The various alternative garbage-collection strategies like -Xincgc and -Xconcgc are aimed at minimizing some aspect (pause times for these two), but the consequence is that total GC is slower.

Some options can be both detrimental to performance and help make a faster application, depending on how they are used. These include:

-Xcomp, which forces HotSpot to compile 100% of the code with maximum optimization. This makes the first pass through the code very slow indeed, but subsequent passes should be faster.
-Xbatch, which forces HotSpot to compile methods in the foreground. Normally methods are compiled in the foreground if they compile quickly. Compilation is moved to the background if it is taking too long (the method carries on executing in interpreted mode until the compilation is finished). This makes the first execution of methods slower, but subsequent executions can be faster if compilation would not have otherwise finished.
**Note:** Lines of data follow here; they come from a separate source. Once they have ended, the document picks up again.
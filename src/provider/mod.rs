//! The `completion` capability seam (§1, §6): the boundary between this
//! crate and "the actual LLM HTTP libraries", which are treated as opaque.
//! Implementing new model providers is explicitly out of scope (§1
//! Non-goals) — this module only defines the trait the retry engine drives
//! and a thin CLI-proxy implementation of it (§4.5), since that HTTP
//! endpoint is this crate's own.

pub mod http;

use crate::errors::GatewayError;
use crate::model::{Message, ProviderResponse};
use async_trait::async_trait;
use serde_json::{Map, Value};

/// One invocation's worth of parameters, assembled fresh by the retry
/// engine for every attempt (the working message list changes as feedback
/// is injected; §4.4).
#[derive(Debug, Clone)]
pub struct CompletionRequest {
    /// The full model string for `HTTP_PROVIDER` bindings, or the
    /// CLI submodel selector (post `cli/` stripping) for `CLI_PROXY`.
    pub model: String,
    pub messages: Vec<Message>,
    /// Provider-specific passthrough params from the router (§4.2):
    /// temperature, max_tokens, stream, stop, response_format.
    pub params: Map<String, Value>,
    /// Present only during the tool-augmented retry stage (§4.4), or when
    /// the caller's original config carried one.
    pub mcp_config: Option<Value>,
}

/// The opaque `completion(params) → response` capability (§1, §3). Both
/// HTTP providers and the CLI-subprocess proxy implement this so the retry
/// engine can drive either uniformly.
#[async_trait]
pub trait Completer: Send + Sync {
    async fn complete(&self, request: CompletionRequest) -> Result<ProviderResponse, GatewayError>;
}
Increasing the maximum heap size beyond the default usually improves performance for applications that can use the extra space. However, there is a tradeoff in higher space-management costs to the VM (object table access, garbage collections, etc.), and at some point there is no longer any benefit in increasing the maximum heap size. Increasing the heap size actually causes garbage collection to take longer since it needs to examine more objects and a larger space. Up to now, I have found no better method than trial and error to determine optimal maximum heap sizes for any particular application. This is covered in more detail earlier in this chapter.

Beware of accidentally using VM options detrimental to performance. I once had a customer who had a sudden 40% decrease in performance during tests. Their performance harness had a configuration file that set up how the VM could be run, and this was accidentally set to include the -prof option on the standard tests as well as for the profiling tests. That was the cause of the sudden performance decrease, but it was not discovered until time had been wasted checking software versions, system configurations, and other things.